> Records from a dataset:
════════════════

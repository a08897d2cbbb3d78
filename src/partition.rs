//! Block-aligned corpus partitions.
//!
//! [`split`] cuts the corpus into contiguous byte ranges that each begin
//! on a record boundary, so every partition can be parsed on its own.
//! Ranges are balanced by record count, not by bytes: partition `i` of `n`
//! holds records `⌊i·R/n⌋ .. ⌊(i+1)·R/n⌋`.

use std::ops::Range;

use serde::Serialize;

use crate::parse::blocks;

#[derive(Debug, Clone, PartialEq, Eq, Serialize)]
pub struct Partition {
    pub index: usize,
    pub range: Range<usize>,
    /// Record blocks inside `range`. The preamble is not counted.
    pub records: usize,
}

impl Partition {
    pub fn text<'a>(&self, corpus: &'a str) -> &'a str {
        &corpus[self.range.clone()]
    }
}

/// Split `text` into at most `n` partitions.
///
/// The preamble joins the first partition and the ranges together cover
/// the whole input. Empty partitions are never returned, but the result
/// always has at least one entry, even for empty input.
pub fn split(text: &str, n: usize) -> Vec<Partition> {
    let n = n.max(1);
    let starts: Vec<usize> = blocks(text)
        .filter(|b| b.is_record())
        .map(|b| b.span.start)
        .collect();
    let total = starts.len();

    if total == 0 {
        return vec![Partition {
            index: 0,
            range: 0..text.len(),
            records: 0,
        }];
    }

    let mut parts = Vec::with_capacity(n.min(total));
    let mut cursor = 0;
    for i in 0..n {
        let lo = i * total / n;
        let hi = (i + 1) * total / n;
        if lo == hi {
            continue;
        }
        let end = if hi == total { text.len() } else { starts[hi] };
        parts.push(Partition {
            index: parts.len(),
            range: cursor..end,
            records: hi - lo,
        });
        cursor = end;
    }
    parts
}

#[cfg(test)]
mod tests {
    use super::*;

    fn corpus(records: usize) -> String {
        let mut s = String::from("# Full information about Amazon Share the Love products\nTotal items: 0\n\n");
        for i in 0..records {
            s.push_str(&format!("Id:   {i}\nASIN: A{i:04}\n  title: T{i}\n\n"));
        }
        s
    }

    fn assert_covers(text: &str, parts: &[Partition]) {
        assert_eq!(parts.first().unwrap().range.start, 0);
        assert_eq!(parts.last().unwrap().range.end, text.len());
        for pair in parts.windows(2) {
            assert_eq!(pair[0].range.end, pair[1].range.start);
        }
        let joined: String = parts.iter().map(|p| p.text(text)).collect();
        assert_eq!(joined, text);
    }

    #[test]
    fn balanced_by_record_count() {
        let text = corpus(10);
        let parts = split(&text, 3);
        let counts: Vec<_> = parts.iter().map(|p| p.records).collect();
        assert_eq!(counts, vec![3, 3, 4]);
        assert_covers(&text, &parts);
    }

    #[test]
    fn every_partition_after_the_first_starts_on_an_anchor() {
        let text = corpus(7);
        let parts = split(&text, 4);
        assert!(parts[0].text(&text).starts_with("# Full information"));
        for p in &parts[1..] {
            assert!(p.text(&text).starts_with("Id:"), "{:?}", p);
        }
    }

    #[test]
    fn fewer_records_than_partitions() {
        let text = corpus(2);
        let parts = split(&text, 8);
        assert_eq!(parts.len(), 2);
        assert_eq!(parts.iter().map(|p| p.records).sum::<usize>(), 2);
        let indexes: Vec<_> = parts.iter().map(|p| p.index).collect();
        assert_eq!(indexes, vec![0, 1]);
        assert_covers(&text, &parts);
    }

    #[test]
    fn empty_and_preamble_only_inputs() {
        let parts = split("", 4);
        assert_eq!(parts.len(), 1);
        assert_eq!(parts[0].range, 0..0);

        let text = corpus(0);
        let parts = split(&text, 4);
        assert_eq!(parts.len(), 1);
        assert_eq!(parts[0].records, 0);
        assert_covers(&text, &parts);
    }

    #[test]
    fn zero_partitions_means_one() {
        let text = corpus(3);
        let parts = split(&text, 0);
        assert_eq!(parts.len(), 1);
        assert_eq!(parts[0].records, 3);
    }
}
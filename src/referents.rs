//! Foreign-key guard for rows that reference products.
//!
//! Before a batch that references a product is flushed, that product must
//! exist. [`Referents::ensure`] checks the store and, for a product it has
//! never seen, queues a [`Placeholder`]. Callers flush the referents
//! before flushing any dependent batch.
//!
//! The check and the insert are not atomic: another worker can create
//! the same product in between. That is harmless because placeholders are
//! written insert-or-ignore, so every interleaving ends with one row.

use std::collections::HashSet;
use std::sync::Arc;

use crate::error::{IngestError, Result};
use crate::store::Store;
use crate::writer::{BatchWriter, Placeholder, WriteStats};

pub struct Referents {
    store: Arc<dyn Store>,
    /// ASINs confirmed present or already queued. Products are never
    /// deleted, so a positive answer stays true for the whole run.
    known: HashSet<String>,
    placeholders: BatchWriter<Placeholder>,
}

impl Referents {
    pub fn new(store: Arc<dyn Store>, batch_size: usize) -> Self {
        Self {
            placeholders: BatchWriter::new(store.clone(), batch_size),
            store,
            known: HashSet::new(),
        }
    }

    /// Make sure `asin` will exist once [`flush`](Self::flush) returns.
    pub async fn ensure(&mut self, asin: &str) -> Result<()> {
        if self.known.contains(asin) {
            return Ok(());
        }
        let exists = self
            .store
            .product_exists(asin)
            .await
            .map_err(|source| IngestError::StoreRead {
                asin: asin.to_string(),
                source,
            })?;
        if !exists {
            tracing::debug!(asin, "queueing placeholder product");
            // Placeholders depend on nothing, so a full buffer can go now.
            if self.placeholders.buffer(Placeholder(asin.to_string())) {
                self.placeholders.flush().await?;
            }
        }
        self.known.insert(asin.to_string());
        Ok(())
    }

    pub async fn flush(&mut self) -> Result<()> {
        self.placeholders.flush().await
    }

    pub async fn finish(self) -> Result<WriteStats> {
        self.placeholders.finish().await
    }
}

#[cfg(test)]
mod tests {
    use super::*;
    use crate::models::Product;
    use crate::store::InMemoryStore;

    #[tokio::test]
    async fn synthesizes_only_missing_products() {
        let store = Arc::new(InMemoryStore::new());
        store
            .upsert_products(&[Product {
                asin: "A".into(),
                title: Some("a".into()),
                sales_rank: Some(3),
                group: "Book".into(),
            }])
            .await
            .unwrap();

        let mut refs = Referents::new(store.clone(), 100);
        refs.ensure("A").await.unwrap();
        refs.ensure("B").await.unwrap();
        refs.ensure("B").await.unwrap();
        let stats = refs.finish().await.unwrap();
        assert_eq!(stats.rows, 1);

        let snap = store.snapshot().unwrap();
        assert_eq!(snap.products.len(), 2);
        assert!(snap.products["B"].is_placeholder());
        assert!(!snap.products["A"].is_placeholder());
    }

    #[tokio::test]
    async fn racing_guards_create_one_row() {
        let store = Arc::new(InMemoryStore::new());
        let mut a = Referents::new(store.clone(), 100);
        let mut b = Referents::new(store.clone(), 100);
        // Both see "X" as missing before either flushes.
        a.ensure("X").await.unwrap();
        b.ensure("X").await.unwrap();
        a.flush().await.unwrap();
        b.flush().await.unwrap();
        assert_eq!(store.snapshot().unwrap().products.len(), 1);
    }
}
//! Bounded batch writers.
//!
//! A [`BatchWriter`] buffers rows of one entity type and hands them to the
//! [`Store`] as a single atomic call whenever the buffer reaches the batch
//! size, and once more on [`finish`](BatchWriter::finish). The conflict
//! policy is decided by the row type through [`BatchRow`].

use std::sync::Arc;

use async_trait::async_trait;
use serde::Serialize;

use crate::error::{IngestError, Result};
use crate::models::{
    Category, EntityKind, Product, ProductCategory, Review, SimilarityEdge,
};
use crate::store::Store;

/// A row type that knows which [`Store`] call writes it.
#[async_trait]
pub trait BatchRow: Send + Sync + Sized + 'static {
    const KIND: EntityKind;

    async fn write(store: &dyn Store, rows: &[Self]) -> anyhow::Result<u64>;
}

#[async_trait]
impl BatchRow for Product {
    const KIND: EntityKind = EntityKind::Product;

    async fn write(store: &dyn Store, rows: &[Self]) -> anyhow::Result<u64> {
        store.upsert_products(rows).await
    }
}

/// A product known only by reference. Written insert-or-ignore, so it
/// never clobbers a real definition and two workers racing to create the
/// same placeholder end with one row.
#[derive(Debug, Clone, PartialEq, Eq)]
pub struct Placeholder(pub String);

#[async_trait]
impl BatchRow for Placeholder {
    const KIND: EntityKind = EntityKind::Placeholder;

    async fn write(store: &dyn Store, rows: &[Self]) -> anyhow::Result<u64> {
        let products: Vec<Product> = rows.iter().map(|p| Product::placeholder(&p.0)).collect();
        store.insert_ignore_products(&products).await
    }
}

#[async_trait]
impl BatchRow for Category {
    const KIND: EntityKind = EntityKind::Category;

    async fn write(store: &dyn Store, rows: &[Self]) -> anyhow::Result<u64> {
        store.insert_ignore_categories(rows).await
    }
}

#[async_trait]
impl BatchRow for ProductCategory {
    const KIND: EntityKind = EntityKind::ProductCategory;

    async fn write(store: &dyn Store, rows: &[Self]) -> anyhow::Result<u64> {
        store.insert_ignore_product_categories(rows).await
    }
}

#[async_trait]
impl BatchRow for SimilarityEdge {
    const KIND: EntityKind = EntityKind::Similarity;

    async fn write(store: &dyn Store, rows: &[Self]) -> anyhow::Result<u64> {
        store.insert_ignore_similarity(rows).await
    }
}

#[async_trait]
impl BatchRow for Review {
    const KIND: EntityKind = EntityKind::Review;

    async fn write(store: &dyn Store, rows: &[Self]) -> anyhow::Result<u64> {
        store.insert_reviews(rows).await
    }
}

/// What one writer sent to the store.
#[derive(Debug, Clone, Copy, PartialEq, Eq, Serialize)]
pub struct WriteStats {
    pub kind: EntityKind,
    /// Rows handed to the store.
    pub rows: u64,
    /// Rows the store reported as inserted or changed.
    pub changed: u64,
    pub batches: u64,
}

impl WriteStats {
    pub fn new(kind: EntityKind) -> Self {
        Self {
            kind,
            rows: 0,
            changed: 0,
            batches: 0,
        }
    }

    pub fn merge(&mut self, other: &WriteStats) {
        self.rows += other.rows;
        self.changed += other.changed;
        self.batches += other.batches;
    }
}

pub struct BatchWriter<R: BatchRow> {
    store: Arc<dyn Store>,
    batch_size: usize,
    buf: Vec<R>,
    stats: WriteStats,
}

impl<R: BatchRow> BatchWriter<R> {
    pub fn new(store: Arc<dyn Store>, batch_size: usize) -> Self {
        let batch_size = batch_size.max(1);
        Self {
            store,
            batch_size,
            buf: Vec::with_capacity(batch_size.min(4096)),
            stats: WriteStats::new(R::KIND),
        }
    }

    /// Buffer a row without flushing. Returns `true` once the buffer has
    /// reached the batch size, for callers that must flush other writers
    /// first.
    pub fn buffer(&mut self, row: R) -> bool {
        self.buf.push(row);
        self.buf.len() >= self.batch_size
    }

    /// Buffer a row and flush if the batch is full.
    pub async fn push(&mut self, row: R) -> Result<()> {
        if self.buffer(row) {
            self.flush().await?;
        }
        Ok(())
    }

    pub fn pending(&self) -> usize {
        self.buf.len()
    }

    /// Write everything buffered as one store call.
    ///
    /// On failure the buffered rows are dropped; earlier batches remain
    /// committed.
    pub async fn flush(&mut self) -> Result<()> {
        if self.buf.is_empty() {
            return Ok(());
        }
        let rows = std::mem::take(&mut self.buf);
        match R::write(self.store.as_ref(), &rows).await {
            Ok(changed) => {
                self.stats.rows += rows.len() as u64;
                self.stats.changed += changed;
                self.stats.batches += 1;
                tracing::debug!(
                    entity = %R::KIND,
                    rows = rows.len(),
                    changed,
                    "flushed batch"
                );
                self.buf = rows;
                self.buf.clear();
                Ok(())
            }
            Err(source) => Err(IngestError::StoreWrite {
                entity: R::KIND,
                rows: rows.len(),
                source,
            }),
        }
    }

    /// Flush the tail and report totals.
    pub async fn finish(mut self) -> Result<WriteStats> {
        self.flush().await?;
        Ok(self.stats)
    }

    pub fn stats(&self) -> WriteStats {
        self.stats
    }
}
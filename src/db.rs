//! SQLite connection pool.
//!
//! Every connection runs with foreign keys enforced, so a batch that
//! references a missing product fails as a whole.

use anyhow::Result;
use sqlx::sqlite::{SqliteConnectOptions, SqlitePool, SqlitePoolOptions};
use std::str::FromStr;
use std::time::Duration;

use crate::config::Config;

/// Open (creating if needed) the database at `config.db.path`.
pub async fn connect(config: &Config) -> Result<SqlitePool> {
    let db_path = &config.db.path;

    // Ensure parent directory exists
    if let Some(parent) = db_path.parent() {
        if !parent.as_os_str().is_empty() {
            std::fs::create_dir_all(parent)?;
        }
    }

    // Workers write concurrently; WAL plus a busy timeout lets them queue
    // on the write lock instead of failing with SQLITE_BUSY.
    let options = SqliteConnectOptions::from_str(&format!("sqlite:{}", db_path.display()))?
        .create_if_missing(true)
        .foreign_keys(true)
        .busy_timeout(Duration::from_secs(config.db.busy_timeout_secs))
        .journal_mode(sqlx::sqlite::SqliteJournalMode::Wal);

    let pool = SqlitePoolOptions::new()
        .max_connections(config.db.max_connections)
        .connect_with(options)
        .await?;

    Ok(pool)
}

#[cfg(test)]
mod tests {
    use super::*;

    #[tokio::test]
    async fn pragmas_are_applied() {
        let tmp = tempfile::tempdir().unwrap();
        let mut config = Config::minimal();
        config.db.path = tmp.path().join("nested").join("c.sqlite");
        let pool = connect(&config).await.unwrap();

        let fk: i64 = sqlx::query_scalar("PRAGMA foreign_keys")
            .fetch_one(&pool)
            .await
            .unwrap();
        assert_eq!(fk, 1);
        let mode: String = sqlx::query_scalar("PRAGMA journal_mode")
            .fetch_one(&pool)
            .await
            .unwrap();
        assert_eq!(mode, "wal");
        pool.close().await;
    }
}
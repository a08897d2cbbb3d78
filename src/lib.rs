//! # catalog-ingest
//!
//! A bulk loader for a flat-text product catalog (the Amazon product
//! co-purchasing metadata format) into a relational store.
//!
//! The corpus is a sequence of `Id:`-anchored records carrying product
//! fields, category paths, customer reviews and similar-product links. The
//! loader splits it into block-aligned partitions and runs the extractors
//! across a bounded worker pool, writing through batched, idempotent
//! store calls.
//!
//! ## Architecture
//!
//! ```text
//! ┌──────────┐   ┌───────────┐   ┌─────────────────┐   ┌──────────┐
//! │  Corpus  │──▶│ Partition │──▶│ Sinks (per      │──▶│  Store   │
//! │  (mmap)  │   │  split    │   │ partition, pool)│   │ (SQLite) │
//! └──────────┘   └───────────┘   └─────────────────┘   └──────────┘
//!                                  phase 1: products
//!                                  phase 2: categories, reviews, similar
//! ```
//!
//! ## Quick Start
//!
//! ```bash
//! catalog-ingest init
//! catalog-ingest load amazon-meta.txt
//! catalog-ingest stats
//! ```
//!
//! ## Modules
//!
//! | Module | Purpose |
//! |--------|---------|
//! | [`config`] | TOML configuration parsing |
//! | [`models`] | Row types |
//! | [`parse`] | Block segmentation and record fields |
//! | [`categories`] | Category paths |
//! | [`reviews`] | Review lines |
//! | [`similar`] | Similar-product links |
//! | [`referents`] | Placeholder products for dangling references |
//! | [`writer`] | Batched writes |
//! | [`sink`] | Per-partition record consumers |
//! | [`partition`] | Block-aligned corpus partitions |
//! | [`pool`] | Bounded worker pool |
//! | [`ingest`] | Two-phase load coordinator |
//! | [`store`] | Store trait, SQLite and in-memory backends |
//! | [`db`] | Database connection |
//! | [`migrate`] | Schema creation |

pub mod categories;
pub mod config;
pub mod corpus;
pub mod db;
pub mod error;
pub mod ingest;
pub mod migrate;
pub mod models;
pub mod parse;
pub mod partition;
pub mod pool;
pub mod progress;
pub mod referents;
pub mod reviews;
pub mod similar;
pub mod sink;
pub mod stats;
pub mod store;
pub mod writer;
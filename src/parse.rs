//! Block segmentation and field extraction for the product corpus.
//!
//! The corpus is a sequence of records, each starting with an `Id:` line:
//!
//! ```text
//! Id:   1
//! ASIN: 0827229534
//!   title: Patterns of Preaching: A Sermon Sampler
//!   group: Book
//!   salesrank: 396585
//!   similar: 5  0804215715  156101074X  0687023955  0687074231  082721619X
//!   categories: 2
//!    |Books[283155]|Subjects[1000]|Religion & Spirituality[22]|Christianity[12290]
//!    |Books[283155]|Subjects[1000]|Religion & Spirituality[22]|Christianity[12360]
//!   reviews: total: 2  downloaded: 2  avg rating: 5
//!     2000-7-28  cutomer: A2JW67OY8U6HHK  rating: 5  votes:  10  helpful:   9
//!     2003-12-14  cutomer: A2VE83MZF98ITY  rating: 5  votes:   6  helpful:   5
//! ```
//!
//! [`blocks`] splits raw text into [`Block`]s without copying, and
//! [`Record::parse`] classifies every line of one block. Both are pure
//! functions over `&str`; no I/O happens here.

use std::ops::Range;

use crate::models::Product;

const ANCHOR: &str = "Id:";

/// One contiguous slice of the corpus.
///
/// Blank lines trailing a record belong to that record, so concatenating
/// every block's `text` in order reproduces the input exactly.
#[derive(Debug, Clone, PartialEq, Eq)]
pub struct Block<'a> {
    pub span: Range<usize>,
    pub text: &'a str,
}

impl<'a> Block<'a> {
    /// `false` for the preamble before the first `Id:` line.
    pub fn is_record(&self) -> bool {
        self.text
            .lines()
            .next()
            .map(is_anchor)
            .unwrap_or(false)
    }
}

/// Lazy iterator over the blocks of a text segment.
pub struct Blocks<'a> {
    text: &'a str,
    pos: usize,
}

/// Split `text` into blocks, starting a new one at every `Id:` line.
pub fn blocks(text: &str) -> Blocks<'_> {
    Blocks { text, pos: 0 }
}

impl<'a> Iterator for Blocks<'a> {
    type Item = Block<'a>;

    fn next(&mut self) -> Option<Self::Item> {
        if self.pos >= self.text.len() {
            return None;
        }
        let start = self.pos;
        let mut offset = start;
        let mut end = self.text.len();
        for (i, line) in self.text[start..].split_inclusive('\n').enumerate() {
            // The first line always belongs to this block, anchor or not.
            if i > 0 && is_anchor(line) {
                end = offset;
                break;
            }
            offset += line.len();
        }
        self.pos = end;
        Some(Block {
            span: start..end,
            text: &self.text[start..end],
        })
    }
}

fn is_anchor(line: &str) -> bool {
    line.trim_start().starts_with(ANCHOR)
}

/// The `similar:` line: declared count plus the raw identifier list.
#[derive(Debug, Clone, Copy, PartialEq, Eq)]
pub struct SimilarList<'a> {
    pub declared: usize,
    pub tokens: &'a str,
}

impl<'a> SimilarList<'a> {
    /// Up to `declared` identifiers, in source order.
    pub fn ids(&self) -> impl Iterator<Item = &'a str> + 'a {
        self.tokens.split_whitespace().take(self.declared)
    }
}

#[derive(Debug, Clone, Copy, PartialEq, Eq)]
enum Section {
    Header,
    Categories,
    Reviews,
}

/// Fields and sub-sections of one block, borrowed from the corpus.
///
/// Every field is optional: a miss in one never prevents extraction of
/// the others.
#[derive(Debug, Clone, Default, PartialEq, Eq)]
pub struct Record<'a> {
    pub asin: Option<&'a str>,
    pub title: Option<&'a str>,
    pub sales_rank: Option<i64>,
    pub group: Option<&'a str>,
    pub similar: Option<SimilarList<'a>>,
    pub category_lines: Vec<&'a str>,
    pub review_summary: Option<&'a str>,
    pub review_lines: Vec<&'a str>,
}

impl<'a> Record<'a> {
    pub fn parse(text: &'a str) -> Self {
        let mut record = Record::default();
        let mut section = Section::Header;

        for line in text.lines() {
            let trimmed = line.trim();
            if trimmed.is_empty() {
                continue;
            }

            if let Some((label, value)) = split_label(trimmed) {
                match label {
                    "ASIN" => {
                        if record.asin.is_none() {
                            record.asin = value.split_whitespace().next();
                        }
                    }
                    "title" => {
                        if record.title.is_none() && !value.is_empty() {
                            record.title = Some(value);
                        }
                    }
                    "salesrank" => {
                        if record.sales_rank.is_none() {
                            record.sales_rank = value
                                .split_whitespace()
                                .next()
                                .and_then(|tok| tok.parse::<i64>().ok());
                        }
                    }
                    "group" => {
                        if record.group.is_none() {
                            record.group = word_token(value);
                        }
                    }
                    "similar" => {
                        if record.similar.is_none() {
                            record.similar = parse_similar(value);
                        }
                    }
                    "categories" => section = Section::Categories,
                    "reviews" => {
                        section = Section::Reviews;
                        record.review_summary = Some(value);
                    }
                    _ => {}
                }
                continue;
            }

            match section {
                Section::Categories if trimmed.starts_with('|') => {
                    record.category_lines.push(trimmed)
                }
                Section::Reviews => record.review_lines.push(trimmed),
                _ => {}
            }
        }

        record
    }

    /// The product row, if all four required fields were found.
    pub fn product(&self) -> Option<Product> {
        Some(Product {
            asin: self.asin?.to_string(),
            title: Some(self.title?.to_string()),
            sales_rank: Some(self.sales_rank?),
            group: self.group?.to_string(),
        })
    }
}

const LABELS: &[&str] = &[
    "Id",
    "ASIN",
    "title",
    "salesrank",
    "group",
    "similar",
    "categories",
    "reviews",
];

/// Split `label: value` when `label` is one of the grammar's labels.
fn split_label(line: &str) -> Option<(&str, &str)> {
    let (label, value) = line.split_once(':')?;
    if LABELS.contains(&label) {
        Some((label, value.trim()))
    } else {
        None
    }
}

fn word_token(value: &str) -> Option<&str> {
    let end = value
        .char_indices()
        .find(|(_, c)| !(c.is_alphanumeric() || *c == '_'))
        .map(|(i, _)| i)
        .unwrap_or(value.len());
    if end == 0 {
        None
    } else {
        Some(&value[..end])
    }
}

fn parse_similar(value: &str) -> Option<SimilarList<'_>> {
    let value = value.trim_start();
    let count_end = value
        .find(char::is_whitespace)
        .unwrap_or(value.len());
    let declared = value[..count_end].parse::<usize>().ok()?;
    Some(SimilarList {
        declared,
        tokens: &value[count_end..],
    })
}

════════════════

> Your instructions:
Find "next" in the data above. Report each line where it appears.

> Task output:
            .next()
    fn next(&mut self) -> Option<Self::Item> {
                            record.asin = value.split_whitespace().next();
                                .next()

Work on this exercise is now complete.